## What is expected
Output the data that follows, keeping every line identical.

(Dataset items)
● ● ● ●
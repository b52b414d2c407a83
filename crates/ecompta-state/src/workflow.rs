//! # Workflow Execution Lifecycle
//!
//! One run of an automated workflow (document approval, report generation,
//! reconciliation, ...).
//!
//! ```text
//! Pending ──start()──▶ Running ──complete()──▶ Completed
//!    │                    ├──────fail()──────▶ Failed
//!    │                    ├────time_out()────▶ Timeout
//!    └─────cancel()───────┴─────cancel()─────▶ Cancelled
//! ```
//!
//! All four outcomes are terminal. Status is never assigned directly; every
//! change goes through a guarded transition.

use chrono::Duration;
use serde::{Deserialize, Serialize};

use ecompta_core::{CompanyId, ExecutionId, Timestamp, UserId};

use crate::error::TransitionError;
use crate::record::{self, LifecycleStatus, TransitionRecord};

const ENTITY: &str = "workflow_execution";

/// Lifecycle state of a workflow execution.
#[derive(Debug, Clone, PartialEq, Eq, Serialize, Deserialize)]
#[serde(tag = "status", rename_all = "SCREAMING_SNAKE_CASE")]
pub enum WorkflowStatus {
    /// Queued, not started.
    Pending,
    /// Running.
    Running {
        /// When the run started.
        started_at: Timestamp,
    },
    /// Finished successfully.
    Completed {
        /// When the run started.
        started_at: Timestamp,
        /// When the run finished.
        finished_at: Timestamp,
    },
    /// Finished with an error.
    Failed {
        /// When the run started.
        started_at: Timestamp,
        /// When the failure was recorded.
        finished_at: Timestamp,
        /// Error reported by the step that failed.
        error: String,
    },
    /// Cancelled before or during the run.
    Cancelled {
        /// When the run started, if it did.
        #[serde(default, skip_serializing_if = "Option::is_none")]
        started_at: Option<Timestamp>,
        /// When the cancellation was applied.
        finished_at: Timestamp,
        /// Why it was cancelled.
        reason: String,
    },
    /// Exceeded its time limit.
    Timeout {
        /// When the run started.
        started_at: Timestamp,
        /// When the timeout was detected.
        finished_at: Timestamp,
    },
}

impl LifecycleStatus for WorkflowStatus {
    fn name(&self) -> &'static str {
        match self {
            Self::Pending => "PENDING",
            Self::Running { .. } => "RUNNING",
            Self::Completed { .. } => "COMPLETED",
            Self::Failed { .. } => "FAILED",
            Self::Cancelled { .. } => "CANCELLED",
            Self::Timeout { .. } => "TIMEOUT",
        }
    }

    fn is_terminal(&self) -> bool {
        !matches!(self, Self::Pending | Self::Running { .. })
    }
}

impl WorkflowStatus {
    fn started_at(&self) -> Option<Timestamp> {
        match self {
            Self::Pending => None,
            Self::Running { started_at }
            | Self::Completed { started_at, .. }
            | Self::Failed { started_at, .. }
            | Self::Timeout { started_at, .. } => Some(*started_at),
            Self::Cancelled { started_at, .. } => *started_at,
        }
    }

    fn finished_at(&self) -> Option<Timestamp> {
        match self {
            Self::Pending | Self::Running { .. } => None,
            Self::Completed { finished_at, .. }
            | Self::Failed { finished_at, .. }
            | Self::Cancelled { finished_at, .. }
            | Self::Timeout { finished_at, .. } => Some(*finished_at),
        }
    }
}

/// A single execution of a named workflow.
#[derive(Debug, Clone, PartialEq, Eq, Serialize, Deserialize)]
pub struct WorkflowExecution {
    /// Execution identifier.
    pub id: ExecutionId,
    /// Name of the workflow definition being executed.
    pub workflow_name: String,
    /// Owning company.
    pub company_id: CompanyId,
    /// User who triggered the run, for manual triggers.
    #[serde(default, skip_serializing_if = "Option::is_none")]
    pub triggered_by: Option<UserId>,
    /// Current state.
    pub state: WorkflowStatus,
    /// Creation time.
    pub created_at: Timestamp,
    /// Refreshed by every applied transition.
    pub updated_at: Timestamp,
    /// Ordered log of applied transitions.
    #[serde(default)]
    pub transitions: Vec<TransitionRecord>,
}

impl WorkflowExecution {
    /// Queue a new `PENDING` execution.
    pub fn new(workflow_name: impl Into<String>, company_id: CompanyId, now: Timestamp) -> Self {
        Self {
            id: ExecutionId::new(),
            workflow_name: workflow_name.into(),
            company_id,
            triggered_by: None,
            state: WorkflowStatus::Pending,
            created_at: now,
            updated_at: now,
            transitions: Vec::new(),
        }
    }

    /// When the run started.
    pub fn started_at(&self) -> Option<Timestamp> {
        self.state.started_at()
    }

    /// When the run reached a terminal state.
    pub fn finished_at(&self) -> Option<Timestamp> {
        self.state.finished_at()
    }

    /// Wall time between start and finish, for finished runs that started.
    pub fn duration(&self) -> Option<Duration> {
        Some(self.finished_at()?.since(self.started_at()?))
    }

    /// PENDING → RUNNING.
    pub fn start(&mut self, now: Timestamp) -> Result<(), TransitionError> {
        if self.state != WorkflowStatus::Pending {
            return Err(self.reject("RUNNING", "only a PENDING execution can start"));
        }
        self.apply(WorkflowStatus::Running { started_at: now }, None, now);
        Ok(())
    }

    /// RUNNING → COMPLETED.
    pub fn complete(&mut self, now: Timestamp) -> Result<(), TransitionError> {
        let started_at = self.require_running("COMPLETED")?;
        self.apply(
            WorkflowStatus::Completed {
                started_at,
                finished_at: now,
            },
            None,
            now,
        );
        Ok(())
    }

    /// RUNNING → FAILED with the reported error.
    pub fn fail(&mut self, error: impl Into<String>, now: Timestamp) -> Result<(), TransitionError> {
        let started_at = self.require_running("FAILED")?;
        let error = error.into();
        self.apply(
            WorkflowStatus::Failed {
                started_at,
                finished_at: now,
                error: error.clone(),
            },
            Some(error),
            now,
        );
        Ok(())
    }

    /// PENDING or RUNNING → CANCELLED.
    pub fn cancel(&mut self, reason: impl Into<String>, now: Timestamp) -> Result<(), TransitionError> {
        if self.state.is_terminal() {
            return Err(self.reject("CANCELLED", "execution already finished"));
        }
        let reason = reason.into();
        let started_at = self.state.started_at();
        self.apply(
            WorkflowStatus::Cancelled {
                started_at,
                finished_at: now,
                reason: reason.clone(),
            },
            Some(reason),
            now,
        );
        Ok(())
    }

    /// RUNNING → TIMEOUT.
    pub fn time_out(&mut self, now: Timestamp) -> Result<(), TransitionError> {
        let started_at = self.require_running("TIMEOUT")?;
        self.apply(
            WorkflowStatus::Timeout {
                started_at,
                finished_at: now,
            },
            None,
            now,
        );
        Ok(())
    }

    /// Enforce a run-time limit.
    ///
    /// A RUNNING execution that started more than `limit` before `now` is
    /// moved to TIMEOUT and `true` is returned. Any other execution is left
    /// untouched.
    pub fn check_timeout(&mut self, now: Timestamp, limit: Duration) -> bool {
        match self.state {
            WorkflowStatus::Running { started_at } if now.since(started_at) > limit => {
                self.apply(
                    WorkflowStatus::Timeout {
                        started_at,
                        finished_at: now,
                    },
                    Some(format!("exceeded {}s limit", limit.num_seconds())),
                    now,
                );
                true
            }
            _ => false,
        }
    }

    fn require_running(&self, to: &'static str) -> Result<Timestamp, TransitionError> {
        match self.state {
            WorkflowStatus::Running { started_at } => Ok(started_at),
            _ => Err(self.reject(to, "execution is not RUNNING")),
        }
    }

    fn reject(&self, to: &'static str, reason: &str) -> TransitionError {
        TransitionError::rejected(ENTITY, self.state.name(), to, reason)
    }

    fn apply(&mut self, to: WorkflowStatus, reason: Option<String>, now: Timestamp) {
        record::append(
            &mut self.transitions,
            ENTITY,
            self.state.name(),
            to.name(),
            now,
            self.triggered_by,
            reason,
        );
        self.state = to;
        self.updated_at = now;
    }
}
● ● ● ●
## Written answer
repository b52b414d2c407a83
filename crates/ecompta-state/src/workflow.rs
//! # Workflow Execution Lifecycle
//!
//! One run of an automated workflow (document approval, report generation,
//! reconciliation, ...).
//!
//! ```text
//! Pending ──start()──▶ Running ──complete()──▶ Completed
//!    │                    ├──────fail()──────▶ Failed
//!    │                    ├────time_out()────▶ Timeout
//!    └─────cancel()───────┴─────cancel()─────▶ Cancelled
//! ```
//!
//! All four outcomes are terminal. Status is never assigned directly; every
//! change goes through a guarded transition.

use chrono::Duration;
use serde::{Deserialize, Serialize};

use ecompta_core::{CompanyId, ExecutionId, Timestamp, UserId};

use crate::error::TransitionError;
use crate::record::{self, LifecycleStatus, TransitionRecord};

const ENTITY: &str = "workflow_execution";

/// Lifecycle state of a workflow execution.
#[derive(Debug, Clone, PartialEq, Eq, Serialize, Deserialize)]
#[serde(tag = "status", rename_all = "SCREAMING_SNAKE_CASE")]
pub enum WorkflowStatus {
    /// Queued, not started.
    Pending,
    /// Running.
    Running {
        /// When the run started.
        started_at: Timestamp,
    },
    /// Finished successfully.
    Completed {
        /// When the run started.
        started_at: Timestamp,
        /// When the run finished.
        finished_at: Timestamp,
    },
    /// Finished with an error.
    Failed {
        /// When the run started.
        started_at: Timestamp,
        /// When the failure was recorded.
        finished_at: Timestamp,
        /// Error reported by the step that failed.
        error: String,
    },
    /// Cancelled before or during the run.
    Cancelled {
        /// When the run started, if it did.
        #[serde(default, skip_serializing_if = "Option::is_none")]
        started_at: Option<Timestamp>,
        /// When the cancellation was applied.
        finished_at: Timestamp,
        /// Why it was cancelled.
        reason: String,
    },
    /// Exceeded its time limit.
    Timeout {
        /// When the run started.
        started_at: Timestamp,
        /// When the timeout was detected.
        finished_at: Timestamp,
    },
}

impl LifecycleStatus for WorkflowStatus {
    fn name(&self) -> &'static str {
        match self {
            Self::Pending => "PENDING",
            Self::Running { .. } => "RUNNING",
            Self::Completed { .. } => "COMPLETED",
            Self::Failed { .. } => "FAILED",
            Self::Cancelled { .. } => "CANCELLED",
            Self::Timeout { .. } => "TIMEOUT",
        }
    }

    fn is_terminal(&self) -> bool {
        !matches!(self, Self::Pending | Self::Running { .. })
    }
}

impl WorkflowStatus {
    fn started_at(&self) -> Option<Timestamp> {
        match self {
            Self::Pending => None,
            Self::Running { started_at }
            | Self::Completed { started_at, .. }
            | Self::Failed { started_at, .. }
            | Self::Timeout { started_at, .. } => Some(*started_at),
            Self::Cancelled { started_at, .. } => *started_at,
        }
    }

    fn finished_at(&self) -> Option<Timestamp> {
        match self {
            Self::Pending | Self::Running { .. } => None,
            Self::Completed { finished_at, .. }
            | Self::Failed { finished_at, .. }
            | Self::Cancelled { finished_at, .. }
            | Self::Timeout { finished_at, .. } => Some(*finished_at),
        }
    }
}

/// A single execution of a named workflow.
#[derive(Debug, Clone, PartialEq, Eq, Serialize, Deserialize)]
pub struct WorkflowExecution {
    /// Execution identifier.
    pub id: ExecutionId,
    /// Name of the workflow definition being executed.
    pub workflow_name: String,
    /// Owning company.
    pub company_id: CompanyId,
    /// User who triggered the run, for manual triggers.
    #[serde(default, skip_serializing_if = "Option::is_none")]
    pub triggered_by: Option<UserId>,
    /// Current state.
    pub state: WorkflowStatus,
    /// Creation time.
    pub created_at: Timestamp,
    /// Refreshed by every applied transition.
    pub updated_at: Timestamp,
    /// Ordered log of applied transitions.
    #[serde(default)]
    pub transitions: Vec<TransitionRecord>,
}

impl WorkflowExecution {
    /// Queue a new `PENDING` execution.
    pub fn new(workflow_name: impl Into<String>, company_id: CompanyId, now: Timestamp) -> Self {
        Self {
            id: ExecutionId::new(),
            workflow_name: workflow_name.into(),
            company_id,
            triggered_by: None,
            state: WorkflowStatus::Pending,
            created_at: now,
            updated_at: now,
            transitions: Vec::new(),
        }
    }

    /// When the run started.
    pub fn started_at(&self) -> Option<Timestamp> {
        self.state.started_at()
    }

    /// When the run reached a terminal state.
    pub fn finished_at(&self) -> Option<Timestamp> {
        self.state.finished_at()
    }

    /// Wall time between start and finish, for finished runs that started.
    pub fn duration(&self) -> Option<Duration> {
        Some(self.finished_at()?.since(self.started_at()?))
    }

    /// PENDING → RUNNING.
    pub fn start(&mut self, now: Timestamp) -> Result<(), TransitionError> {
        if self.state != WorkflowStatus::Pending {
            return Err(self.reject("RUNNING", "only a PENDING execution can start"));
        }
        self.apply(WorkflowStatus::Running { started_at: now }, None, now);
        Ok(())
    }

    /// RUNNING → COMPLETED.
    pub fn complete(&mut self, now: Timestamp) -> Result<(), TransitionError> {
        let started_at = self.require_running("COMPLETED")?;
        self.apply(
            WorkflowStatus::Completed {
                started_at,
                finished_at: now,
            },
            None,
            now,
        );
        Ok(())
    }

    /// RUNNING → FAILED with the reported error.
    pub fn fail(&mut self, error: impl Into<String>, now: Timestamp) -> Result<(), TransitionError> {
        let started_at = self.require_running("FAILED")?;
        let error = error.into();
        self.apply(
            WorkflowStatus::Failed {
                started_at,
                finished_at: now,
                error: error.clone(),
            },
            Some(error),
            now,
        );
        Ok(())
    }

    /// PENDING or RUNNING → CANCELLED.
    pub fn cancel(&mut self, reason: impl Into<String>, now: Timestamp) -> Result<(), TransitionError> {
        if self.state.is_terminal() {
            return Err(self.reject("CANCELLED", "execution already finished"));
        }
        let reason = reason.into();
        let started_at = self.state.started_at();
        self.apply(
            WorkflowStatus::Cancelled {
                started_at,
                finished_at: now,
                reason: reason.clone(),
            },
            Some(reason),
            now,
        );
        Ok(())
    }

    /// RUNNING → TIMEOUT.
    pub fn time_out(&mut self, now: Timestamp) -> Result<(), TransitionError> {
        let started_at = self.require_running("TIMEOUT")?;
        self.apply(
            WorkflowStatus::Timeout {
                started_at,
                finished_at: now,
            },
            None,
            now,
        );
        Ok(())
    }

    /// Enforce a run-time limit.
    ///
    /// A RUNNING execution that started more than `limit` before `now` is
    /// moved to TIMEOUT and `true` is returned. Any other execution is left
    /// untouched.
    pub fn check_timeout(&mut self, now: Timestamp, limit: Duration) -> bool {
        match self.state {
            WorkflowStatus::Running { started_at } if now.since(started_at) > limit => {
                self.apply(
                    WorkflowStatus::Timeout {
                        started_at,
                        finished_at: now,
                    },
                    Some(format!("exceeded {}s limit", limit.num_seconds())),
                    now,
                );
                true
            }
            _ => false,
        }
    }

    fn require_running(&self, to: &'static str) -> Result<Timestamp, TransitionError> {
        match self.state {
            WorkflowStatus::Running { started_at } => Ok(started_at),
            _ => Err(self.reject(to, "execution is not RUNNING")),
        }
    }

    fn reject(&self, to: &'static str, reason: &str) -> TransitionError {
        TransitionError::rejected(ENTITY, self.state.name(), to, reason)
    }

    fn apply(&mut self, to: WorkflowStatus, reason: Option<String>, now: Timestamp) {
        record::append(
            &mut self.transitions,
            ENTITY,
            self.state.name(),
            to.name(),
            now,
            self.triggered_by,
            reason,
        );
        self.state = to;
        self.updated_at = now;
    }
}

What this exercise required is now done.